Abstract:
Coupling operations between a motorized vehicle and an attachment may be complicated when, due to uneven terrain, it becomes difficult to properly align a coupling component of the vehicle with a mating coupling component of the attachment. An adjustable coupling apparatus is provided which includes a coupling arm pivotally mounted on a support. An end of the arm includes a receptacle and an associated latch. The coupling arm is pivotable for varying the position of the receptacle.

Description:
BACKGROUND OF THE INVENTION 
     This invention relates generally to forage harvesters and, more particularly, to those including a motorized vehicle attached to a floating attachment. 
     During harvesting operations, a motorized vehicle portion of a harvester may be used with one of several harvesting attachments such as, for example, corn snapping, row crop, windrow pickup and direct cut attachments. It is, therefore, advantageous to be able to hitch or couple an attachment and vehicle as quickly and easily as possible. Such coupling is usually accomplished by means of cooperating coupling elements, one of which is connected to the vehicle and the other of which is connected to the attachment. 
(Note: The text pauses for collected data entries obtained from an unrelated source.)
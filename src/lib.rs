//! Admin authentication gateway library.
//!
//! Relays admin authentication calls from the browser-facing origin to a
//! separate backend authority and re-issues the authority's cookies on the
//! gateway's own origin with hardened attributes.

pub mod config;
pub mod cookies;
pub mod error;
pub mod http;
pub mod lifecycle;
pub mod observability;
pub mod relay;
pub mod security;
pub mod upstream;

pub use config::GatewayConfig;
pub use error::{GatewayError, StartupError};
pub use http::GatewayServer;
pub use lifecycle::Shutdown;
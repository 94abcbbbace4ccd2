//! Relay endpoints.
//!
//! # Data Flow
//! ```text
//! browser request
//!     → inbound.rs (forwarding headers, spoofed-marker check)
//!     → endpoint (anti_forgery / authenticate / admin_api)
//!         → AuthorityClient::send (one bounded call)
//!         → translate.rs (Set-Cookie → hardened cookies, body token → session cookie)
//!     → upstream JSON body + status, gateway cookies attached
//! ```
//!
//! # Design Decisions
//! - Stateless per request: the only shared state is immutable
//! - Upstream non-2xx answers are relayed, not remapped
//! - Cookie translation never fails a request

pub mod admin_api;
pub mod anti_forgery;
pub mod authenticate;
pub mod inbound;
pub mod translate;

use std::sync::Arc;
use std::time::Instant;

use axum::{
    extract::DefaultBodyLimit,
    response::{IntoResponse, Response},
    routing::{get, post},
    Router,
};

use crate::config::{CookieConfig, GatewayConfig, UpstreamConfig};
use crate::cookies::{is_cookie_name, CookiePolicy};
use crate::error::{GatewayError, StartupError};
use crate::observability::metrics;
use crate::security::TrustMarker;
use crate::upstream::AuthorityClient;

pub use admin_api::admin_api;
pub use anti_forgery::obtain_anti_forgery_token;
pub use authenticate::authenticate;
pub use inbound::InboundRequest;

pub const ANTI_FORGERY_ROUTE: &str = "/obtain-anti-forgery-token";
pub const AUTHENTICATE_ROUTE: &str = "/authenticate";
pub const ADMIN_API_ROUTE_PREFIX: &str = "/admin-api";

/// Which relay endpoint handled a request. Used for logs and metric labels.
#[derive(Debug, Clone, Copy, PartialEq, Eq)]
pub enum Endpoint {
    AntiForgery,
    Authenticate,
    AdminApi,
}

impl Endpoint {
    pub fn as_str(&self) -> &'static str {
        match self {
            Endpoint::AntiForgery => "anti_forgery",
            Endpoint::Authenticate => "authenticate",
            Endpoint::AdminApi => "admin_api",
        }
    }
}

/// Everything the relay endpoints share. Built once, read-only afterwards.
#[derive(Debug)]
pub struct Relay {
    pub client: AuthorityClient,
    pub trust_marker: TrustMarker,
    pub cookie_policy: CookiePolicy,
    pub cookies: CookieConfig,
    pub upstream: UpstreamConfig,
    pub max_body_size: usize,
}

impl Relay {
    pub fn new(config: &GatewayConfig) -> Result<Self, StartupError> {
        if !is_cookie_name(&config.cookies.session_cookie_name) {
            return Err(StartupError::Cookies(format!(
                "'{}' is not a valid cookie name",
                config.cookies.session_cookie_name
            )));
        }

        Ok(Self {
            client: AuthorityClient::new(&config.upstream)?,
            trust_marker: TrustMarker::from_config(&config.trust_marker)?,
            cookie_policy: CookiePolicy::for_mode(config.upstream.mode),
            cookies: config.cookies.clone(),
            upstream: config.upstream.clone(),
            max_body_size: config.listener.max_body_size,
        })
    }
}

/// Routes served by the relay.
pub fn routes(relay: Arc<Relay>) -> Router {
    let max_body_size = relay.max_body_size;

    Router::new()
        .route(ANTI_FORGERY_ROUTE, get(obtain_anti_forgery_token))
        .route(AUTHENTICATE_ROUTE, post(authenticate))
        .route(
            "/admin-api/{*path}",
            get(admin_api)
                .post(admin_api)
                .put(admin_api)
                .patch(admin_api)
                .delete(admin_api),
        )
        .layer(DefaultBodyLimit::max(max_body_size))
        .with_state(relay)
}

/// Log, record metrics and render the outcome of one relayed request.
pub(crate) fn finish(endpoint: Endpoint, start: Instant, result: Result<Response, GatewayError>) -> Response {
    let response = match result {
        Ok(response) => {
            if !response.status().is_success() {
                tracing::info!(
                    endpoint = endpoint.as_str(),
                    status = response.status().as_u16(),
                    "Relaying authority failure status"
                );
            }
            response
        }
        Err(err) => {
            if err.is_upstream_failure() {
                tracing::error!(endpoint = endpoint.as_str(), error = %err, "Upstream call failed");
                metrics::record_upstream_failure(endpoint.as_str(), err.kind());
            } else {
                tracing::warn!(endpoint = endpoint.as_str(), error = %err, "Rejected inbound request");
            }
            err.into_response()
        }
    };

    metrics::record_relay(endpoint.as_str(), response.status().as_u16(), start);
    response
}
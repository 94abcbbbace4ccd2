//! Hardened cookies issued on the gateway's own origin.

use std::fmt;

use axum::http::{header::SET_COOKIE, HeaderMap, HeaderValue};

use crate::config::DeploymentMode;
use crate::cookies::{is_cookie_name, is_cookie_value};
use crate::cookies::parse::{CookieParseError, ParsedCookie};

/// Security attributes shared by every cookie the gateway sets.
#[derive(Debug, Clone, Copy, PartialEq, Eq)]
pub struct CookiePolicy {
    /// Emit the `Secure` attribute.
    pub secure: bool,
}

impl CookiePolicy {
    /// `Secure` is set exactly when running in production.
    pub fn for_mode(mode: DeploymentMode) -> Self {
        Self {
            secure: mode == DeploymentMode::Production,
        }
    }
}

/// A cookie re-issued to the browser.
///
/// Always `HttpOnly`, `SameSite=Lax` and `Path=/`; there is no way to build
/// one without those attributes.
#[derive(Clone, PartialEq, Eq)]
pub struct OutboundCookie {
    name: String,
    value: String,
    secure: bool,
    max_age_secs: Option<u64>,
}

impl OutboundCookie {
    pub const SAME_SITE: &'static str = "Lax";
    pub const PATH: &'static str = "/";

    pub fn hardened(
        name: impl Into<String>,
        value: impl Into<String>,
        policy: CookiePolicy,
        max_age_secs: Option<u64>,
    ) -> Self {
        Self {
            name: name.into(),
            value: value.into(),
            secure: policy.secure,
            max_age_secs,
        }
    }

    pub fn from_parsed(parsed: ParsedCookie, policy: CookiePolicy, max_age_secs: Option<u64>) -> Self {
        Self::hardened(parsed.name, parsed.value, policy, max_age_secs)
    }

    pub fn name(&self) -> &str {
        &self.name
    }

    /// Render the `Set-Cookie` header value.
    pub fn to_header_string(&self) -> String {
        let mut out = format!("{}={}; Path={}", self.name, self.value, Self::PATH);
        if let Some(max_age) = self.max_age_secs {
            out.push_str(&format!("; Max-Age={}", max_age));
        }
        out.push_str("; HttpOnly; SameSite=");
        out.push_str(Self::SAME_SITE);
        if self.secure {
            out.push_str("; Secure");
        }
        out
    }

    /// Encode for the wire. Names and values outside RFC 6265 are refused so
    /// a value can never inject its own attributes.
    pub fn to_header_value(&self) -> Result<HeaderValue, CookieParseError> {
        if !is_cookie_name(&self.name) || !is_cookie_value(&self.value) {
            return Err(CookieParseError::Unrepresentable(self.name.clone()));
        }
        HeaderValue::from_str(&self.to_header_string())
            .map_err(|_| CookieParseError::Unrepresentable(self.name.clone()))
    }

    /// Append this cookie to a response header map.
    pub fn append_to(&self, headers: &mut HeaderMap) -> Result<(), CookieParseError> {
        headers.append(SET_COOKIE, self.to_header_value()?);
        Ok(())
    }
}

// Values are credentials; keep them out of debug output and logs.
impl fmt::Debug for OutboundCookie {
    fn fmt(&self, f: &mut fmt::Formatter<'_>) -> fmt::Result {
        f.debug_struct("OutboundCookie")
            .field("name", &self.name)
            .field("value", &"<redacted>")
            .field("secure", &self.secure)
            .field("max_age_secs", &self.max_age_secs)
            .finish()
    }
}
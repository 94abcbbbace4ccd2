//! HTTP server setup and configuration.
//!
//! # Responsibilities
//! - Create the Axum router with the relay endpoints and the health probe
//! - Wire up middleware (request ID, tracing, request deadline)
//! - Answer unknown routes and methods with the JSON envelope
//! - Serve on a listener until shutdown, draining in-flight requests

use std::net::SocketAddr;
use std::sync::Arc;
use std::time::Duration;

use axum::{
    body::Body,
    http::Request,
    middleware::from_fn_with_state,
    routing::get,
    Json, Router,
};
use serde::Serialize;
use tokio::net::TcpListener;
use tokio::sync::broadcast;
use tower::ServiceBuilder;
use tower_http::{
    request_id::{PropagateRequestIdLayer, SetRequestIdLayer},
    trace::TraceLayer,
};
use tracing::Span;

use crate::config::GatewayConfig;
use crate::error::StartupError;
use crate::http::middleware::{enforce_deadline, method_not_allowed, not_found};
use crate::http::request::{request_id_of, MakeRequestUuidV4};
use crate::lifecycle::shutdown;
use crate::relay::{self, Relay};

/// Body of `GET /healthz`.
#[derive(Debug, Serialize)]
pub struct HealthStatus {
    pub status: &'static str,
    pub version: &'static str,
}

/// HTTP server for the admin gateway.
pub struct GatewayServer {
    router: Router,
    config: GatewayConfig,
}

impl GatewayServer {
    /// Assemble the server. The configuration is expected to be validated.
    pub fn new(config: GatewayConfig) -> Result<Self, StartupError> {
        let relay = Arc::new(Relay::new(&config)?);
        let router = Self::build_router(&config, relay);
        Ok(Self { router, config })
    }

    /// Build the Axum router with all middleware layers.
    fn build_router(config: &GatewayConfig, relay: Arc<Relay>) -> Router {
        let deadline = Duration::from_secs(config.listener.request_timeout_secs);

        Router::new()
            .route("/healthz", get(health))
            .merge(relay::routes(relay))
            .method_not_allowed_fallback(method_not_allowed)
            .fallback(not_found)
            .layer(
                ServiceBuilder::new()
                    .layer(SetRequestIdLayer::x_request_id(MakeRequestUuidV4))
                    .layer(TraceLayer::new_for_http().make_span_with(request_span))
                    .layer(PropagateRequestIdLayer::x_request_id())
                    .layer(from_fn_with_state(deadline, enforce_deadline)),
            )
    }

    /// Serve until `shutdown` fires, then drain in-flight requests.
    pub async fn run(self, listener: TcpListener, shutdown: broadcast::Receiver<()>) -> Result<(), std::io::Error> {
        let addr = listener.local_addr()?;
        tracing::info!(
            address = %addr,
            mode = %self.config.upstream.mode,
            "Gateway listening"
        );

        let app = self.router.into_make_service_with_connect_info::<SocketAddr>();
        axum::serve(listener, app)
            .with_graceful_shutdown(shutdown::wait_for(shutdown))
            .await?;

        tracing::info!("HTTP server stopped");
        Ok(())
    }
}

fn request_span(request: &Request<Body>) -> Span {
    tracing::info_span!(
        "request",
        method = %request.method(),
        path = %request.uri().path(),
        request_id = %request_id_of(request),
    )
}

async fn health() -> Json<HealthStatus> {
    Json(HealthStatus {
        status: "ok",
        version: env!("CARGO_PKG_VERSION"),
    })
}
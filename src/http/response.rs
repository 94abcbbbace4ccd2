//! Response construction.
//!
//! # Responsibilities
//! - Relay an upstream JSON body verbatim with its original status
//! - Render the generic JSON error envelope
//!
//! # Design Decisions
//! - Every body the gateway produces is JSON, including errors
//! - Upstream bodies are passed through as bytes, never re-serialized

use axum::{
    body::{Body, Bytes},
    http::{header::CONTENT_TYPE, HeaderValue, StatusCode},
    response::{IntoResponse, Response},
    Json,
};
use serde::Serialize;

pub const APPLICATION_JSON: &str = "application/json";

/// `{"success": false, "error": "..."}`
#[derive(Debug, Clone, Serialize, PartialEq, Eq)]
pub struct ErrorEnvelope {
    pub success: bool,
    pub error: &'static str,
}

impl ErrorEnvelope {
    pub fn new(error: &'static str) -> Self {
        Self { success: false, error }
    }

    pub fn internal() -> Self {
        Self::new("Internal server error")
    }
}

impl IntoResponse for ErrorEnvelope {
    fn into_response(self) -> Response {
        Json(self).into_response()
    }
}

/// Build a JSON response from raw body bytes.
pub fn json_response(status: StatusCode, body: Bytes) -> Response {
    json_response_with_type(status, body, HeaderValue::from_static(APPLICATION_JSON))
}

/// Build a response with an explicit content type.
pub fn json_response_with_type(status: StatusCode, body: Bytes, content_type: HeaderValue) -> Response {
    let mut response = Response::new(Body::from(body));
    *response.status_mut() = status;
    response.headers_mut().insert(CONTENT_TYPE, content_type);
    response
}
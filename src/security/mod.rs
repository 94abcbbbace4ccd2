//! Security subsystem.
//!
//! # Data Flow
//! ```text
//! Incoming request:
//!     → headers.rs (extract forwarding set, detect spoofed trust marker)
//!     → relay builds upstream headers from scratch + trust marker
//! ```
//!
//! # Design Decisions
//! - No trust in client input: the trust marker is never read from a request
//! - Cookie security attributes are decided by the gateway, see `cookies`

pub mod headers;

pub use headers::{ForwardingHeaders, TrustMarker};
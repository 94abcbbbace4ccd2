//! Shutdown coordination for the gateway.

use tokio::sync::broadcast;

/// Coordinator for graceful shutdown.
///
/// The server and the signal listener subscribe; whoever triggers first
/// stops the listener, after which in-flight relays are allowed to finish.
#[derive(Debug, Clone)]
pub struct Shutdown {
    tx: broadcast::Sender<()>,
}

impl Shutdown {
    pub fn new() -> Self {
        let (tx, _) = broadcast::channel(1);
        Self { tx }
    }

    pub fn subscribe(&self) -> broadcast::Receiver<()> {
        self.tx.subscribe()
    }

    /// Trigger the shutdown signal. Safe to call more than once.
    pub fn trigger(&self) {
        let _ = self.tx.send(());
    }
}

impl Default for Shutdown {
    fn default() -> Self {
        Self::new()
    }
}

/// Resolve once a shutdown has been triggered or every sender is gone.
pub async fn wait_for(mut rx: broadcast::Receiver<()>) {
    // Lagged and Closed both mean shutdown is due.
    let _ = rx.recv().await;
}

#[cfg(test)]
mod tests {
    use super::*;
    use std::time::Duration;

    #[tokio::test]
    async fn test_trigger_reaches_subscribers() {
        let shutdown = Shutdown::new();
        let a = shutdown.subscribe();
        let b = shutdown.subscribe();

        shutdown.trigger();

        tokio::time::timeout(Duration::from_secs(1), wait_for(a)).await.unwrap();
        tokio::time::timeout(Duration::from_secs(1), wait_for(b)).await.unwrap();
    }

    #[tokio::test]
    async fn test_dropped_coordinator_releases_waiters() {
        let shutdown = Shutdown::new();
        let rx = shutdown.subscribe();
        drop(shutdown);

        tokio::time::timeout(Duration::from_secs(1), wait_for(rx)).await.unwrap();
    }
}
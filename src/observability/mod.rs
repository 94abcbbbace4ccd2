//! Observability subsystem.
//!
//! # Data Flow
//! ```text
//! All subsystems produce:
//!     → logging.rs (structured log events via tracing)
//!     → metrics.rs (counters, histograms)
//!     → tower-http TraceLayer (one span per request, tagged with x-request-id)
//!
//! Consumers:
//!     → stdout log collection
//!     → Metrics endpoint (Prometheus scrape)
//! ```

pub mod logging;
pub mod metrics;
     To perform a coupling operation, the coupling element on the vehicle portion is guided toward the coupling element on the attachment and when proper alignment is accomplished, the coupling elements are urged into engagement. Some coupling operations require manual assistance. 
     A limitation of such coupling operation arises due to the fact that although the vehicle may be guided toward the attachment to align the elements, coupling cannot be carried out successfully if the ground surface on which the respective vehicle and attachment rest is irregular so that one of the coupling elements is higher or lower than the other. To remedy this, the attachment must be raised or lowered such as by means of a jack or the like. In some heavy attachments, jack stands have been provided as part of the attachment. In order to operate the jack, the operator is inconvenienced by having to leave the vehicle. 
     Another limitation may occur during uncoupling. Again due to an irregular ground surface, the attachment and vehicle coupling components may be jammed into engagement in such a way that movable latches or pins of the coupling components cannot be separated for uncoupling until the attachment is moved relative to the vehicle to relieve such jamming.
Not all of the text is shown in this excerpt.